The findings specifically cite the case of “Customer A,” who was erroneously shown a negative cash balance of $730,165.72. The customer that this is referring to is almost certainly Alex Kearns, a 20-year-old college sophomore who took his own life this past June after seeing this negative balance and thinking he’d lost this sum on a trade, and whose case I profiled in a feature for Mother Jones’ July/August issue.

In that story, I dug into the claim that Robinhood is designed to be misleading for its users in order to spur more trading. More frequent trading is financially beneficial for both Robinhood and the high-frequency trading firms that it partners with to execute the trades of its users. As I explained:

From founding, [Robinhood’s] business model was dependent on customers trading frequently, allowing the company the chance to earn a different kind of commission—known as PFOF, or “payment for order flow”—from every transaction. The payments are essentially a finder’s fee given to Robinhood by so-called market makers, the Wall Street firms who make money executing individual investors’ trades. Since launch, Robinhood has enthusiastically embraced PFOF, arranging favorable rates that eclipsed other brokerages’, making it the company’s single largest source of revenue. The money flows evoke a key lesson of the digital age: If something is free, then you’re not the customer—you’re the product being sold.

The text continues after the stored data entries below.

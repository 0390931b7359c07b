//! Frame resolution: relative time → record index.
//!
//! Records are time-sorted and playback moves time in small increments, so
//! resolution is an anchored linear scan from the current index rather than
//! a binary search. Successive queries during playback touch only a handful
//! of records.
//!
//! Tie-break for records sharing a relative time: the scan order decides.
//! A forward scan returns the lowest qualifying index at or after the
//! anchor; a backward scan returns the highest qualifying index at or before
//! the anchor.

use serde::{Deserialize, Serialize};

use crate::cargo::CargoHeuristic;
use crate::record::{CargoType, Position, RecordSequence};

/// Playback direction.
#[derive(Debug, Clone, Copy, PartialEq, Eq, Default, Serialize, Deserialize)]
#[serde(rename_all = "lowercase")]
pub enum Direction {
    #[default]
    Forward,
    Backward,
}

impl Direction {
    /// +1.0 for forward, -1.0 for backward.
    #[inline]
    pub fn sign(self) -> f64 {
        match self {
            Direction::Forward => 1.0,
            Direction::Backward => -1.0,
        }
    }

    pub fn reversed(self) -> Self {
        match self {
            Direction::Forward => Direction::Backward,
            Direction::Backward => Direction::Forward,
        }
    }
}

/// Resolves `target_millis` to a record index, scanning from `anchor`.
///
/// The target is clamped to `[0, total_duration]` first. A forward scan is
/// used when playing forward or when the target is not earlier than the
/// anchor's own time; otherwise a backward scan.
pub fn resolve_index(
    records: &RecordSequence,
    anchor: usize,
    direction: Direction,
    target_millis: f64,
) -> usize {
    if records.len() < 2 {
        return 0;
    }

    let anchor = anchor.min(records.last_index());
    let total = records.total_duration_millis() as f64;
    let target = if target_millis.is_nan() {
        0.0
    } else {
        target_millis.clamp(0.0, total)
    };

    let anchor_time = records.relative_millis_at(anchor) as f64;
    if direction == Direction::Forward || target >= anchor_time {
        find_forward(records, anchor, target)
    } else {
        find_backward(records, anchor, target)
    }
}

/// First index >= `anchor` whose relative time is >= `target`, else the last index.
fn find_forward(records: &RecordSequence, anchor: usize, target: f64) -> usize {
    records.records()[anchor..]
        .iter()
        .position(|r| r.relative_millis as f64 >= target)
        .map(|offset| anchor + offset)
        .unwrap_or_else(|| records.last_index())
}

/// Scanning down from `anchor`, the first index whose relative time is <= `target`, else 0.
fn find_backward(records: &RecordSequence, anchor: usize, target: f64) -> usize {
    records.records()[..=anchor]
        .iter()
        .rposition(|r| r.relative_millis as f64 <= target)
        .unwrap_or(0)
}

// ============================================================================
// FRAME VIEW (renderer contract)
// ============================================================================

/// Everything a scene renderer needs to pose the crane for one frame.
#[derive(Debug, Clone, PartialEq, Serialize)]
pub struct FrameView {
    pub index: usize,
    pub timestamp_millis: i64,
    pub relative_millis: i64,
    pub trolley_radius: f64,
    pub angle_degrees: f64,
    pub hook_height: f64,
    pub weight: Option<f64>,
    /// Weight of the preceding record (drives the discharge animation)
    pub previous_weight: Option<f64>,
    pub reeving: u32,
    /// Annotated cargo type, or the heuristic fallback
    pub cargo_type: CargoType,
    pub wind_speed: Option<f64>,
    pub hook_position: Position,
}

impl FrameView {
    /// Builds the view for `index`, or `None` when out of range.
    pub fn at(records: &RecordSequence, index: usize, heuristic: &CargoHeuristic) -> Option<Self> {
        let record = records.get(index)?;
        let previous = index.checked_sub(1).and_then(|i| records.get(i));

        Some(Self {
            index,
            timestamp_millis: record.timestamp_millis,
            relative_millis: record.relative_millis,
            trolley_radius: record.radius,
            angle_degrees: record.angle,
            hook_height: record.height,
            weight: record.weight,
            previous_weight: previous.and_then(|p| p.weight),
            reeving: record.reeving,
            cargo_type: heuristic.resolve(previous, record),
            wind_speed: record.wind,
            hook_position: record.hook_position(),
        })
    }
}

FINRA’s findings on Wednesday about Robinhood’s inaccurate displays of negative cash balances reflected something that I heard from several experts I spoke to in the course of my reporting, who pointed to the way that Robinhood displays losses as one of the elements of the app’s presentation that lead users to execute more trades:

Years of research in behavioral science have shown that people who see losses are motivated to chase them, notes Schüll, like roulette players doubling down after a bad spin. She calls it “the chasing effect, where you want to gamble more on other stocks to make that up, to race to get it back.”

And investors who trade more usually do far worse than those who take a set-it-and-forget-it approach. By building in behavioral cues aimed at getting people to trade more heavily, Robinhood is ultimately encouraging users to act against their own financial interests by making frequent trades—while PFOF and its related profits pile up for the app and its superrich collaborators.

Robinhood has faced added scrutiny in the last year, first as it attracted millions of new investors during the pandemic, and later when it froze trading on shares of GameStop, a brick-and-mortar video game store, just as crowds of investors were driving up its price by more than 1,700 percent this past January. Two federal agencies and a congressional committee have launched probes into Robinhood’s decision to freeze trading.

FINRA’s fine is not the first for Robinhood. The trading app was fined $1.25 million by FINRA in 2019 for violations of the duty of “best execution”—rules that require brokerages to obtain the best possible share prices for their customers. The Securities and Exchange Commission fined Robinhood $65 million for similar best-execution violations in December 2020.

Robinhood is expected to go public sometime this summer, at a valuation of more than $30 billion. The paperwork that Robinhood filed in order to offer shares in the company is expected to become public later this week, according to the New York Times. That paperwork is likely to shed light on previously unknown elements of the business, from historical financial statements to early investors.